Il presidente di Generalfinance e docente di Corporate Finance alla Bocconi Maurizio Dallocchio e il vicedirettore de la Verità Giuliano Zulin
Dopo l’intervista di Maurizio Belpietro al ministro dell’Ambiente Gilberto Pichetto Fratin, Zulin ha chiamato sul palco Dallocchio per discutere di quante risorse servono per la transizione energetica e di come la finanza possa effettivamente sostenerla.

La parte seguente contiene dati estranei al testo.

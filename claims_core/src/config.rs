//! Configuration for the claims engine.
//!
//! Loaded from `claims_config.json` with support for an environment variable override.

use std::{
    collections::BTreeSet,
    env, fs, io,
    net::{IpAddr, Ipv4Addr, SocketAddr},
    path::{Path, PathBuf},
    sync::Arc,
};

use bevy::prelude::Resource;
use serde::{Deserialize, Serialize};
use thiserror::Error;

use crate::ids::DimensionId;

pub const BUILTIN_CLAIMS_CONFIG: &str = include_str!("data/claims_config.json");
pub const CLAIMS_CONFIG_ENV: &str = "CLAIMS_CONFIG_PATH";

/// Root configuration for the claims engine.
#[derive(Debug, Clone, Default, Deserialize, Serialize)]
#[serde(default)]
pub struct ClaimsConfig {
    pub general: GeneralSettings,
    pub expiration: ExpirationSettings,
    pub spreadout: SpreadoutSettings,
    pub lazy_packets: LazyPacketSettings,
    pub persistence: PersistenceSettings,
    pub server: ServerSettings,
}

impl ClaimsConfig {
    pub fn builtin() -> Arc<Self> {
        Arc::new(
            serde_json::from_str(BUILTIN_CLAIMS_CONFIG).expect("builtin claims config should parse"),
        )
    }

    pub fn from_json_str(json: &str) -> Result<Self, serde_json::Error> {
        serde_json::from_str(json)
    }

    pub fn from_file(path: &Path) -> Result<Self, ClaimsConfigError> {
        let contents = fs::read_to_string(path).map_err(|source| ClaimsConfigError::Read {
            path: path.to_path_buf(),
            source,
        })?;
        let config = ClaimsConfig::from_json_str(&contents)?;
        Ok(config)
    }

    /// Milliseconds represented by `tick` server ticks.
    pub fn tick_to_millis(&self, tick: u64) -> u64 {
        tick.saturating_mul(self.general.tick_millis)
    }
}

#[derive(Debug, Clone, Copy, PartialEq, Eq, Deserialize, Serialize)]
#[serde(rename_all = "snake_case")]
pub enum ClaimsSyncMode {
    All,
    OwnedOnly,
    NotSynced,
}

#[derive(Debug, Clone, Copy, PartialEq, Eq, Deserialize, Serialize)]
#[serde(rename_all = "snake_case")]
pub enum DimensionListType {
    Only,
    AllBut,
}

#[derive(Debug, Clone, Deserialize, Serialize)]
#[serde(default)]
pub struct ClaimableDimensions {
    pub list_type: DimensionListType,
    pub dimensions: BTreeSet<String>,
}

impl Default for ClaimableDimensions {
    fn default() -> Self {
        Self {
            list_type: DimensionListType::AllBut,
            dimensions: BTreeSet::new(),
        }
    }
}

impl ClaimableDimensions {
    pub fn allows(&self, dimension: &DimensionId) -> bool {
        let listed = self.dimensions.contains(dimension.as_str());
        match self.list_type {
            DimensionListType::Only => listed,
            DimensionListType::AllBut => !listed,
        }
    }
}

#[derive(Debug, Clone, Deserialize, Serialize)]
#[serde(default)]
pub struct GeneralSettings {
    pub claims_enabled: bool,
    pub max_player_claims: i32,
    pub max_player_forceloads: i32,
    pub max_claim_distance: i32,
    pub max_claims_per_request: usize,
    pub max_area_request_cells: usize,
    pub claimable_dimensions: ClaimableDimensions,
    pub allow_existing_claims_in_unclaimable_dimensions: bool,
    pub allow_existing_forceloads_in_unclaimable_dimensions: bool,
    pub claims_synchronization: ClaimsSyncMode,
    pub tick_millis: u64,
}

impl Default for GeneralSettings {
    fn default() -> Self {
        Self {
            claims_enabled: true,
            max_player_claims: 500,
            max_player_forceloads: 10,
            max_claim_distance: 5,
            max_claims_per_request: 25,
            max_area_request_cells: 1024,
            claimable_dimensions: ClaimableDimensions::default(),
            allow_existing_claims_in_unclaimable_dimensions: true,
            allow_existing_forceloads_in_unclaimable_dimensions: false,
            claims_synchronization: ClaimsSyncMode::All,
            tick_millis: 50,
        }
    }
}

#[derive(Debug, Clone, Deserialize, Serialize)]
#[serde(default)]
pub struct ExpirationSettings {
    pub enabled: bool,
    pub expiration_hours: u64,
    pub check_interval_minutes: u64,
    /// Expired claims move to the expired pseudo-owner instead of being removed.
    pub convert_expired_claims: bool,
}

impl Default for ExpirationSettings {
    fn default() -> Self {
        Self {
            enabled: true,
            expiration_hours: 8760,
            check_interval_minutes: 360,
            convert_expired_claims: true,
        }
    }
}

impl ExpirationSettings {
    pub fn expiration_millis(&self) -> u64 {
        self.expiration_hours.saturating_mul(60 * 60 * 1000)
    }

    pub fn check_interval_millis(&self) -> u64 {
        self.check_interval_minutes.saturating_mul(60 * 1000)
    }
}

/// Per-tick step budgets of the background task pools.
#[derive(Debug, Clone, Deserialize, Serialize)]
#[serde(default)]
pub struct SpreadoutSettings {
    pub replace_per_tick: usize,
    pub replace_per_task: usize,
    pub expiration_per_tick: usize,
    pub expiration_per_task: usize,
    pub sync_per_tick: usize,
    pub sync_per_player: usize,
}

impl Default for SpreadoutSettings {
    fn default() -> Self {
        Self {
            replace_per_tick: 256,
            replace_per_task: 32,
            expiration_per_tick: 512,
            expiration_per_task: usize::MAX,
            sync_per_tick: 1024,
            sync_per_player: 16,
        }
    }
}

#[derive(Debug, Clone, Deserialize, Serialize)]
#[serde(default)]
pub struct LazyPacketSettings {
    pub bytes_per_tick_limit: usize,
    pub capacity: usize,
    pub bytes_per_confirmation: usize,
    pub speed_up_at_occupancy: f64,
    pub confirmation_timeout_ms: u64,
    pub clogged_after_ms: u64,
}

impl Default for LazyPacketSettings {
    fn default() -> Self {
        Self {
            bytes_per_tick_limit: 104_858,
            capacity: 104_857_600,
            bytes_per_confirmation: 524_280,
            speed_up_at_occupancy: 0.125,
            confirmation_timeout_ms: 60_000,
            clogged_after_ms: 1_000,
        }
    }
}

#[derive(Debug, Clone, Deserialize, Serialize)]
#[serde(default)]
pub struct PersistenceSettings {
    pub data_dir: PathBuf,
    pub save_interval_ticks: u64,
}

impl Default for PersistenceSettings {
    fn default() -> Self {
        Self {
            data_dir: PathBuf::from("claims_data"),
            save_interval_ticks: 6000,
        }
    }
}

/// Listen addresses of the headless server binary.
#[derive(Debug, Clone, Deserialize, Serialize)]
#[serde(default)]
pub struct ServerSettings {
    pub player_bind: SocketAddr,
    pub command_bind: SocketAddr,
}

impl Default for ServerSettings {
    fn default() -> Self {
        Self {
            player_bind: SocketAddr::new(IpAddr::V4(Ipv4Addr::LOCALHOST), 41100),
            command_bind: SocketAddr::new(IpAddr::V4(Ipv4Addr::LOCALHOST), 41101),
        }
    }
}

#[derive(Debug, Error)]
pub enum ClaimsConfigError {
    #[error("failed to parse claims config: {0}")]
    Parse(#[from] serde_json::Error),
    #[error("failed to read claims config from {path:?}: {source}")]
    Read {
        path: PathBuf,
        #[source]
        source: io::Error,
    },
}

/// Handle for accessing the active claims configuration.
#[derive(Resource, Debug, Clone)]
pub struct ClaimsConfigHandle(pub Arc<ClaimsConfig>);

impl ClaimsConfigHandle {
    pub fn new(config: Arc<ClaimsConfig>) -> Self {
        Self(config)
    }

    pub fn get(&self) -> Arc<ClaimsConfig> {
        Arc::clone(&self.0)
    }
}

/// Where the active configuration came from; `None` means builtin.
#[derive(Resource, Debug, Clone, Default)]
pub struct ClaimsConfigMetadata {
    path: Option<PathBuf>,
}

impl ClaimsConfigMetadata {
    pub fn new(path: Option<PathBuf>) -> Self {
        Self { path }
    }

    pub fn path(&self) -> Option<&PathBuf> {
        self.path.as_ref()
    }
}

/// Load claims configuration from `CLAIMS_CONFIG_PATH`, falling back to the builtin copy.
pub fn load_claims_config_from_env() -> (Arc<ClaimsConfig>, ClaimsConfigMetadata) {
    if let Some(path) = env::var(CLAIMS_CONFIG_ENV).ok().map(PathBuf::from) {
        match ClaimsConfig::from_file(&path) {
            Ok(config) => {
                tracing::info!(
                    target: "claims::config",
                    path = %path.display(),
                    "claims_config.loaded=file"
                );
                return (Arc::new(config), ClaimsConfigMetadata::new(Some(path)));
            }
            Err(err) => {
                tracing::warn!(
                    target: "claims::config",
                    path = %path.display(),
                    error = %err,
                    "claims_config.load_failed"
                );
            }
        }
    }

    let config = ClaimsConfig::builtin();
    tracing::info!(target: "claims::config", "claims_config.loaded=builtin");
    (config, ClaimsConfigMetadata::new(None))
}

Il tema centrale, secondo Dallocchio, è la relazione tra rendimento e impegno ambientale. «Se un green bond ha un rendimento leggermente inferiore a un titolo normale, con un differenziale di circa 5 punti base, è insensato - ha osservato - chi vuole investire nell’ambiente deve essere disposto a un sacrificio più elevato, ma serve chiarezza su dove vengono investiti i soldi». Attualmente i green bond rappresentano circa il 25% delle emissioni, un livello ritenuto ragionevole, ma è necessario collegare in modo trasparente raccolta e utilizzo dei fondi, con progetti misurabili e verificabili.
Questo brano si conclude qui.